■ Given data:
################
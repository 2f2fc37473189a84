use serde::{Deserialize, Serialize};
use ts_rs::TS;

use crate::visibility::{Condition, VisibilityRule};

/// How a checked entry's free-text detail is attached to its text.
#[derive(Debug, Clone, Copy, Default, PartialEq, Eq, Serialize, Deserialize, TS)]
#[serde(rename_all = "snake_case")]
#[ts(export)]
pub enum DetailStyle {
    /// `Right lobe (segment 7)`
    #[default]
    Parenthesized,
    /// `Other: caudate process`
    Labeled,
}

/// One checkbox of a "select all that apply" group as it reads in a report.
#[derive(Debug, Clone, PartialEq, Serialize, Deserialize, TS)]
#[ts(export)]
pub struct ListEntry {
    /// Checkbox key.
    pub key: String,
    pub text: String,
    /// Optional free-text key whose answer is attached to `text`.
    #[serde(default, skip_serializing_if = "Option::is_none")]
    pub detail: Option<String>,
    #[serde(default)]
    pub style: DetailStyle,
    /// Replaces `text` when the detail is unanswered.
    #[serde(default, skip_serializing_if = "Option::is_none")]
    pub plain: Option<String>,
}

impl ListEntry {
    pub fn new(key: &str, text: &str) -> Self {
        Self {
            key: key.to_string(),
            text: text.to_string(),
            detail: None,
            style: DetailStyle::Parenthesized,
            plain: None,
        }
    }

    pub fn with_detail(mut self, key: &str) -> Self {
        self.detail = Some(key.to_string());
        self.style = DetailStyle::Parenthesized;
        self
    }

    pub fn with_labeled_detail(mut self, key: &str) -> Self {
        self.detail = Some(key.to_string());
        self.style = DetailStyle::Labeled;
        self
    }

    pub fn or_plain(mut self, text: &str) -> Self {
        self.plain = Some(text.to_string());
        self
    }

    /// Render this entry given the (already visible and answered) detail.
    pub fn render(&self, detail: Option<&str>) -> String {
        match (detail, self.style) {
            (Some(d), DetailStyle::Parenthesized) => format!("{} ({d})", self.text),
            (Some(d), DetailStyle::Labeled) => format!("{}: {d}", self.text),
            (None, _) => self.plain.clone().unwrap_or_else(|| self.text.clone()),
        }
    }
}

/// Declarative mapping from answers to report lines.
#[derive(Debug, Clone, PartialEq, Serialize, Deserialize, TS)]
#[serde(tag = "kind", rename_all = "snake_case")]
#[ts(export)]
pub enum LineTemplate {
    /// `{label}: {prefix}{value}{suffix}`, followed by indented details.
    Value {
        label: String,
        key: String,
        #[serde(default, skip_serializing_if = "String::is_empty")]
        prefix: String,
        #[serde(default, skip_serializing_if = "String::is_empty")]
        suffix: String,
        #[serde(default, skip_serializing_if = "Vec::is_empty")]
        details: Vec<LineTemplate>,
    },
    /// `{label}: a, b (detail), c` over the checked entries.
    List {
        label: String,
        entries: Vec<ListEntry>,
        #[serde(default, skip_serializing_if = "Vec::is_empty")]
        details: Vec<LineTemplate>,
    },
    /// One `- entry` line per checked entry.
    Bullets { entries: Vec<ListEntry> },
    /// The raw, possibly multi-line, answer.
    Text { key: String },
    /// Fixed text.
    Static { text: String },
    /// A tera template rendered against the visible answers. Only emitted
    /// once every `requires` key is answered; `optional` keys may be
    /// referenced behind `is defined` tests.
    Template {
        source: String,
        #[serde(default)]
        requires: Vec<String>,
        #[serde(default)]
        optional: Vec<String>,
    },
    /// Emits `line` only while `rule` holds.
    When {
        rule: VisibilityRule,
        line: Box<LineTemplate>,
    },
    /// The first alternative that emits anything.
    FirstOf { lines: Vec<LineTemplate> },
}

impl LineTemplate {
    pub fn value(label: &str, key: &str) -> Self {
        LineTemplate::Value {
            label: label.to_string(),
            key: key.to_string(),
            prefix: String::new(),
            suffix: String::new(),
            details: Vec::new(),
        }
    }

    pub fn list(label: &str, entries: Vec<ListEntry>) -> Self {
        LineTemplate::List {
            label: label.to_string(),
            entries,
            details: Vec::new(),
        }
    }

    pub fn bullets(entries: Vec<ListEntry>) -> Self {
        LineTemplate::Bullets { entries }
    }

    pub fn text(key: &str) -> Self {
        LineTemplate::Text {
            key: key.to_string(),
        }
    }

    pub fn fixed(text: &str) -> Self {
        LineTemplate::Static {
            text: text.to_string(),
        }
    }

    pub fn template(source: &str) -> Self {
        LineTemplate::Template {
            source: source.to_string(),
            requires: Vec::new(),
            optional: Vec::new(),
        }
    }

    pub fn when(condition: Condition, line: LineTemplate) -> Self {
        LineTemplate::When {
            rule: VisibilityRule::when(condition),
            line: Box::new(line),
        }
    }

    pub fn first_of(lines: Vec<LineTemplate>) -> Self {
        LineTemplate::FirstOf { lines }
    }

    /// Add required keys to a [`LineTemplate::Template`].
    pub fn requires(mut self, keys: &[&str]) -> Self {
        debug_assert!(
            matches!(self, LineTemplate::Template { .. }),
            "requires() only applies to template lines"
        );
        if let LineTemplate::Template { requires, .. } = &mut self {
            requires.extend(keys.iter().map(|k| k.to_string()));
        }
        self
    }

    /// Add optional keys to a [`LineTemplate::Template`].
    pub fn optional(mut self, keys: &[&str]) -> Self {
        debug_assert!(
            matches!(self, LineTemplate::Template { .. }),
            "optional() only applies to template lines"
        );
        if let LineTemplate::Template { optional, .. } = &mut self {
            optional.extend(keys.iter().map(|k| k.to_string()));
        }
        self
    }

    pub fn with_prefix(mut self, text: &str) -> Self {
        debug_assert!(
            matches!(self, LineTemplate::Value { .. }),
            "with_prefix() only applies to value lines"
        );
        if let LineTemplate::Value { prefix, .. } = &mut self {
            *prefix = text.to_string();
        }
        self
    }

    pub fn with_suffix(mut self, text: &str) -> Self {
        debug_assert!(
            matches!(self, LineTemplate::Value { .. }),
            "with_suffix() only applies to value lines"
        );
        if let LineTemplate::Value { suffix, .. } = &mut self {
            *suffix = text.to_string();
        }
        self
    }

    /// Attach an indented detail line, emitted only when this line emits.
    pub fn with_detail(mut self, line: LineTemplate) -> Self {
        debug_assert!(
            matches!(self, LineTemplate::Value { .. } | LineTemplate::List { .. }),
            "with_detail() only applies to value and list lines"
        );
        match &mut self {
            LineTemplate::Value { details, .. } | LineTemplate::List { details, .. } => {
                details.push(line);
            }
            _ => {}
        }
        self
    }

    /// Every answer key this template reads, rule keys included.
    pub fn keys(&self) -> Vec<&str> {
        let mut keys = Vec::new();
        self.collect_keys(&mut keys);
        keys
    }

    fn collect_keys<'a>(&'a self, keys: &mut Vec<&'a str>) {
        match self {
            LineTemplate::Value { key, details, .. } => {
                keys.push(key);
                for line in details {
                    line.collect_keys(keys);
                }
            }
            LineTemplate::List {
                entries, details, ..
            } => {
                collect_entry_keys(entries, keys);
                for line in details {
                    line.collect_keys(keys);
                }
            }
            LineTemplate::Bullets { entries } => collect_entry_keys(entries, keys),
            LineTemplate::Text { key } => keys.push(key),
            LineTemplate::Static { .. } => {}
            LineTemplate::Template {
                requires, optional, ..
            } => {
                keys.extend(requires.iter().map(String::as_str));
                keys.extend(optional.iter().map(String::as_str));
            }
            LineTemplate::When { rule, line } => {
                keys.extend(rule.keys());
                line.collect_keys(keys);
            }
            LineTemplate::FirstOf { lines } => {
                for line in lines {
                    line.collect_keys(keys);
                }
            }
        }
    }
}

fn collect_entry_keys<'a>(entries: &'a [ListEntry], keys: &mut Vec<&'a str>) {
    for entry in entries {
        keys.push(&entry.key);
        if let Some(detail) = &entry.detail {
            keys.push(detail);
        }
    }
}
################
■ Exercise requirements: Among the lines of the preceding listing, tally those that include "reads"; reply with the number alone.

■ Task output: 2